◆ EXERCISE DESCRIPTION
What is needed is the number of lines in the data below that include "price", stated by itself.

[Saved data entries]
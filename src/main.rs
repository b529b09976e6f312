//! rigbuild - Main entry point
//!
//! Headless driver for the build configurator: loads configuration, catalog
//! and cart from disk and runs one command against them.

use anyhow::{Context, Result};
use tracing::{debug, error, info};
use tracing_subscriber::EnvFilter;

use rigbuild::cart::FileCart;
use rigbuild::catalog::{CatalogLookup, JsonCatalog, TimedLookup};
use rigbuild::cli::{Cli, Commands, Selection, apply_selection};
use rigbuild::config_file::BuilderConfig;
use rigbuild::configurator::{CandidateStatus, Configurator};

/// Initialize logging; `RUST_LOG` overrides the default `info` level
fn init_tracing() {
    let filter = EnvFilter::try_from_default_env().unwrap_or_else(|_| EnvFilter::new("info"));
    tracing_subscriber::fmt()
        .with_env_filter(filter)
        .with_writer(std::io::stderr)
        .with_target(false)
        .init();
}

fn main() -> Result<()> {
    init_tracing();
    debug!("rigbuild starting up");

    let cli = Cli::parse_args();

    if let Commands::Validate { config } = &cli.command {
        info!("Validating configuration file: {:?}", config);
        let result = BuilderConfig::load_from_file(config)
            .and_then(|c| c.validate().map_err(anyhow::Error::from));
        return match result {
            Ok(()) => {
                println!("✓ Configuration file is valid: {}", config.display());
                Ok(())
            }
            Err(e) => {
                error!("Configuration validation failed: {:#}", e);
                eprintln!("✗ Configuration validation failed: {e:#}");
                std::process::exit(1);
            }
        };
    }

    let mut config = match &cli.config {
        Some(path) => BuilderConfig::load_from_file(path)?,
        None => BuilderConfig::default(),
    };
    if let Some(catalog) = cli.catalog {
        config.catalog_path = catalog;
    }
    if let Some(cart) = cli.cart {
        config.cart_path = cart;
    }
    config.validate()?;

    let mut configurator = config.configurator()?;

    match cli.command {
        Commands::Slots => print_slots(&configurator),
        Commands::Candidates { slot, selections } => {
            let lookup = open_catalog(&config)?;
            apply_all(&mut configurator, lookup.as_ref(), &selections)?;
            print_candidates(&configurator, lookup.as_ref(), &slot)?;
        }
        Commands::Build { selections, finish } => {
            let lookup = open_catalog(&config)?;
            apply_all(&mut configurator, lookup.as_ref(), &selections)?;
            print_summary(&configurator);
            if finish {
                finish_build(&mut configurator, &config)?;
            }
        }
        // Answered before any configuration is loaded
        Commands::Validate { .. } => {}
    }

    Ok(())
}

fn open_catalog(config: &BuilderConfig) -> Result<Box<dyn CatalogLookup>> {
    let catalog = JsonCatalog::load_from_file(&config.catalog_path)
        .with_context(|| format!("Failed to open catalog {:?}", config.catalog_path))?;
    info!(
        "Catalog loaded: {} parts in {} categories",
        catalog.len(),
        catalog.categories().count()
    );

    Ok(match config.lookup_timeout() {
        Some(timeout) => Box::new(TimedLookup::new(catalog, timeout)),
        None => Box::new(catalog),
    })
}

fn apply_all(
    configurator: &mut Configurator,
    lookup: &dyn CatalogLookup,
    selections: &[Selection],
) -> Result<()> {
    for selection in selections {
        let outcome = apply_selection(configurator, lookup, selection)?;
        for cleared in &outcome.cleared {
            println!(
                "! {} deselected: {} does not match the new {}",
                cleared.slot, cleared.part.name, outcome.slot
            );
        }
    }
    Ok(())
}

fn print_slots(configurator: &Configurator) {
    for slot in configurator.slots() {
        match &slot.depends_on {
            Some(upstream) => println!("{:<12} {} (must match {})", slot.id, slot.title, upstream),
            None => println!("{:<12} {}", slot.id, slot.title),
        }
    }
}

fn print_candidates(
    configurator: &Configurator,
    lookup: &dyn CatalogLookup,
    slot: &str,
) -> Result<()> {
    let list = configurator.list_candidates(slot, lookup)?;

    match &list.filter {
        Some(filter) => println!("Showing compatible parts for socket {}", filter.key),
        None => println!("Showing all available options"),
    }

    match list.status() {
        CandidateStatus::Available => {
            for candidate in &list.candidates {
                let part = &candidate.part;
                let marker = if candidate.current { "*" } else { " " };
                let key = part.compatibility_key().unwrap_or("-");
                println!(
                    "{marker} {:<20} {:>10}  {:<8} {} ({} in stock)",
                    part.id, part.price, key, part.name, part.stock_count
                );
            }
        }
        CandidateStatus::NoCompatibleCandidates => {
            let key = list.filter.as_ref().map_or("", |f| f.key.as_str());
            println!("No {slot} parts found matching {key}.");
        }
        CandidateStatus::NoStock => println!("No stock available for this category."),
    }
    Ok(())
}

fn print_summary(configurator: &Configurator) {
    let summary = configurator.compute_summary();
    for row in &summary.rows {
        println!("{:<18} {:<32} {:>10}", row.title, row.name, row.price);
    }
    println!(
        "{} of {} slots selected, total {}",
        summary.selected,
        configurator.slots().len(),
        summary.total
    );
}

fn finish_build(configurator: &mut Configurator, config: &BuilderConfig) -> Result<()> {
    let mut cart = FileCart::open(&config.cart_path);
    let report = configurator.finish(&mut cart)?;

    for failure in &report.failures {
        eprintln!("✗ {failure}");
    }
    println!(
        "✓ {} part(s) added to cart; cart now holds {} item(s), {}",
        report.added.len(),
        cart.item_count(),
        cart.total()
    );

    if !report.is_complete() {
        anyhow::bail!("{} part(s) could not be added to the cart", report.failures.len());
    }
    Ok(())
}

◆ EXERCISE ANSWER
2